"Sudah ada yang bayarin? Kalau boleh tahu siapa, Sus?"
Anna tergelak saat mengetahui administrasi perawatan ayahnya sudah ada yang membayar. Padahal Rita waktu itu mengatakan sudah lepas tanggung jawab dan tidak mau dibebankan lagi.
"Beliau tidak menyebutkan nama, Mbak." Wanita berpakaian serba putih itu menjawab.
"Apa seorang wanita?" tanya Anna lagi.
"Seorang pria, Mbak. Mungkin keluarga, Mbaknya."
Sekali lagi Anna dibuat kaget, bahkan selama ia tinggal di Jakarta tak pernah mengetahui jika sang ayah ada kerabat di sini.
Anna melenggang dengan banyak tanda tanya di kepalanya. Meskipun begitu, orang itu sudah sangat membantu Anna. Ia benar-benar penasaran siapakah orangnya?

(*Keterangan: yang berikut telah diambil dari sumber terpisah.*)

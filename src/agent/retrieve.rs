//! Node 2 — Retrieve.
//!
//! Embeds the query, calls C4 scoped to the codebase id with
//! `top_k = default_top_k`, and captures both the raw scored chunks and the
//! `Source` citation records the transport layer and validation node need.

use crate::embeddings::EmbeddingProvider;
use crate::error::AppError;
use crate::model::Source;
use crate::vector_index::{self, VectorIndex};

use super::state::AgentState;

const SNIPPET_MAX_CHARS: usize = 200;

fn truncate_snippet(content: &str) -> String {
    if content.chars().count() <= SNIPPET_MAX_CHARS {
        content.to_string()
    } else {
        content.chars().take(SNIPPET_MAX_CHARS).collect()
    }
}

pub async fn run(
    state: &mut AgentState,
    embeddings: &dyn EmbeddingProvider,
    index: &dyn VectorIndex,
    default_top_k: usize,
    max_top_k: usize,
) -> Result<(), AppError> {
    let query_embedding = embeddings
        .embed(std::slice::from_ref(&state.query))
        .await?
        .into_iter()
        .next()
        .ok_or_else(|| AppError::Query("embedding provider returned no vector for the query".to_string()))?;

    let chunks = vector_index::query(
        index,
        &query_embedding,
        state.codebase_id,
        default_top_k,
        max_top_k,
        None,
    )
    .await?;

    state.sources = chunks
        .iter()
        .filter_map(|chunk| {
            let file_path = chunk.metadata.get("file_path")?.clone();
            let line_start: u32 = chunk.metadata.get("line_start")?.parse().ok()?;
            let line_end: u32 = chunk.metadata.get("line_end")?.parse().ok()?;
            Some(Source { file_path, line_start, line_end, snippet: truncate_snippet(&chunk.content) })
        })
        .collect();
    state.retrieved_chunks = chunks;

    Ok(())
}

#[cfg(test)]
mod tests {
    use super::*;

    #[test]
    fn snippet_is_truncated_to_200_chars() {
        let long = "x".repeat(500);
        let snippet = truncate_snippet(&long);
        assert_eq!(snippet.chars().count(), SNIPPET_MAX_CHARS);
    }

    #[test]
    fn short_content_is_not_padded() {
        assert_eq!(truncate_snippet("short"), "short");
    }
}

Cuaca panas membuat tenggorokan Anna menjadi kering seolah meraung-raung meminta minum. Gadis itu mampir ke warung yang ada di pinggir jalan. Kemudian membeli satu botol air mineral. Anna kembali berjalan sembari mencari tempat duduk.
"Apa ayah punya saudara atau teman dekat di sini?" gumamnya setelah meneguk setengah dari airnya.
Gadis itu kembali memeriksa uang yang ada di tas berukuran sedang. Hadiah pemberian sekolah karena beberapa waktu lalu telah kembali membangkang nama sekolah. Uang yang tadinya mau Anna pakai untuk membayar biaya rumah sakit, kini terlihat menganggur.
"Jadi uangnya bisa aku pakai buat ngekos sama Saga." Anna memang berencana mencari tempat tinggal. Ia merasa tidak nyaman terus-menerus merepotkan Nyonya Livia dan terlebih lagi sikap Juna yang selalu dingin membuatnya bertambah tidak enak pada pria itu. Bisa saja Juna terganggu oleh kehadirannya.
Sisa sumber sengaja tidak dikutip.